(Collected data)
┌────────

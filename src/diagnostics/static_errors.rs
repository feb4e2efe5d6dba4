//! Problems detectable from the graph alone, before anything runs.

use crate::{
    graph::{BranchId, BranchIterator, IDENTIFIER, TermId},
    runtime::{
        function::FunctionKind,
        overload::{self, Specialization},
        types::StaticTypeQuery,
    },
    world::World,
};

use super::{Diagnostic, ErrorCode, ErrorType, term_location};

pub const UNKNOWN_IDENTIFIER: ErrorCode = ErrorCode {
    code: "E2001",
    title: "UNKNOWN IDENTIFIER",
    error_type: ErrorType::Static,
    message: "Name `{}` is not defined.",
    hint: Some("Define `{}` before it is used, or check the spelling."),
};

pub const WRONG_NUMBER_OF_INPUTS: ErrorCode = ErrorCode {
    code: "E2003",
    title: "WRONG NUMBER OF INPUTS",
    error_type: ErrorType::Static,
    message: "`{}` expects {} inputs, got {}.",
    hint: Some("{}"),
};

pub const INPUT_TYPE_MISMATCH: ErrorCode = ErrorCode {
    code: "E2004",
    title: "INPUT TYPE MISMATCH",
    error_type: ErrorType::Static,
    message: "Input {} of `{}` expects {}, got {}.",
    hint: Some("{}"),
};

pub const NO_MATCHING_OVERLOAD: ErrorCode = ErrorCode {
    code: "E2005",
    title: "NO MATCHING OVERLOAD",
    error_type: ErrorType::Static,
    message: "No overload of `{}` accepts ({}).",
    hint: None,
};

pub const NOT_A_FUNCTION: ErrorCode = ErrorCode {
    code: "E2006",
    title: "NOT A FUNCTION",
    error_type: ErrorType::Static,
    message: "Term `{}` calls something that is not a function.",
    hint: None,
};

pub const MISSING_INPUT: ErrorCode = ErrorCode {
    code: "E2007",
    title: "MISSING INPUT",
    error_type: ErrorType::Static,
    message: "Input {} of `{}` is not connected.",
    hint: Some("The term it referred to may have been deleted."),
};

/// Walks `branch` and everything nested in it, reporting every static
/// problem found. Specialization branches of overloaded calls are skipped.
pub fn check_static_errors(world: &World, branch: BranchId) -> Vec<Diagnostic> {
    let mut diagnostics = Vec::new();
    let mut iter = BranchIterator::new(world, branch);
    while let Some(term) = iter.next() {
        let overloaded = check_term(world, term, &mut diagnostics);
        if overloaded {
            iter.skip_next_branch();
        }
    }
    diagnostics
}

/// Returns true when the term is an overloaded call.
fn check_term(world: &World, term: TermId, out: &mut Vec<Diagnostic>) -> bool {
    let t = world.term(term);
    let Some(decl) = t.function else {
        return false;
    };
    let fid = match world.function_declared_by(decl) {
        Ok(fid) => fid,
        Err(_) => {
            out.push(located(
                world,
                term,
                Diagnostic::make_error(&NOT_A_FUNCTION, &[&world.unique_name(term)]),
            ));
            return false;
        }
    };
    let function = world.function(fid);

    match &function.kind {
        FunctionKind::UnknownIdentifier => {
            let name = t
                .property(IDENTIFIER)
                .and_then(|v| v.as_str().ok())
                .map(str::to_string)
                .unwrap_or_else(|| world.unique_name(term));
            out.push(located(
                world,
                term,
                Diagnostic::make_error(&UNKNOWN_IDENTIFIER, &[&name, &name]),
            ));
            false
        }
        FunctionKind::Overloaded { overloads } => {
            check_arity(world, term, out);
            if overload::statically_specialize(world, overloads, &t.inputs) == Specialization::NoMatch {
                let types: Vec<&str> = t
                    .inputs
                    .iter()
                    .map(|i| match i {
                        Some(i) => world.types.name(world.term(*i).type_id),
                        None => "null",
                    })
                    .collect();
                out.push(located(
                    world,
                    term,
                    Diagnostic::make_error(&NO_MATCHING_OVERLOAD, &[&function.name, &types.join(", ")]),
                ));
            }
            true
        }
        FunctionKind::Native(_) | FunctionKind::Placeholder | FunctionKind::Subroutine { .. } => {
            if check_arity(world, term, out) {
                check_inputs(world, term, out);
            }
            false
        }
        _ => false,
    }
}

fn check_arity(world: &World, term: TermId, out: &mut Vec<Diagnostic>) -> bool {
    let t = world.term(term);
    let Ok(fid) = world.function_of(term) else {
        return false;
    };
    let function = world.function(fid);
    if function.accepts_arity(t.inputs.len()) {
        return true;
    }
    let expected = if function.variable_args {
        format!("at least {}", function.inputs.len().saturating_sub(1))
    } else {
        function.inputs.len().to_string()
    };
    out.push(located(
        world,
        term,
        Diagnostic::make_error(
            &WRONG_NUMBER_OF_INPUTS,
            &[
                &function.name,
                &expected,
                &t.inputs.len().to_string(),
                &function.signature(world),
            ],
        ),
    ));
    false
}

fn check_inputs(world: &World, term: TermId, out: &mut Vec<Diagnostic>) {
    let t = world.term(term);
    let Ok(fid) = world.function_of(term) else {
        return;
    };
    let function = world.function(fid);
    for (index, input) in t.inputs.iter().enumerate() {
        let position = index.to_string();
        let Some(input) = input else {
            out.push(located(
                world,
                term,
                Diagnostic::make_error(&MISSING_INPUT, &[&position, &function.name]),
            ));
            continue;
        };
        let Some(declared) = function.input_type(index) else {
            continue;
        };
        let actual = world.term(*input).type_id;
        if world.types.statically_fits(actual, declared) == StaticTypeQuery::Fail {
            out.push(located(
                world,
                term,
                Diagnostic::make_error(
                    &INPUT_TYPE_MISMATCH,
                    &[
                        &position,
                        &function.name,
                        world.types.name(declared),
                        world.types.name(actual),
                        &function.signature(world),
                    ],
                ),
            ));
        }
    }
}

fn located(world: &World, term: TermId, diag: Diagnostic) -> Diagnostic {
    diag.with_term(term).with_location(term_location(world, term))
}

└────────

_YOUR GOAL_.
For every line of the records that has the word "before" in it, make a copy.

_WRITTEN RESPONSE_.
//! Problems detectable from the graph alone, before anything runs.
    hint: Some("Define `{}` before it is used, or check the spelling."),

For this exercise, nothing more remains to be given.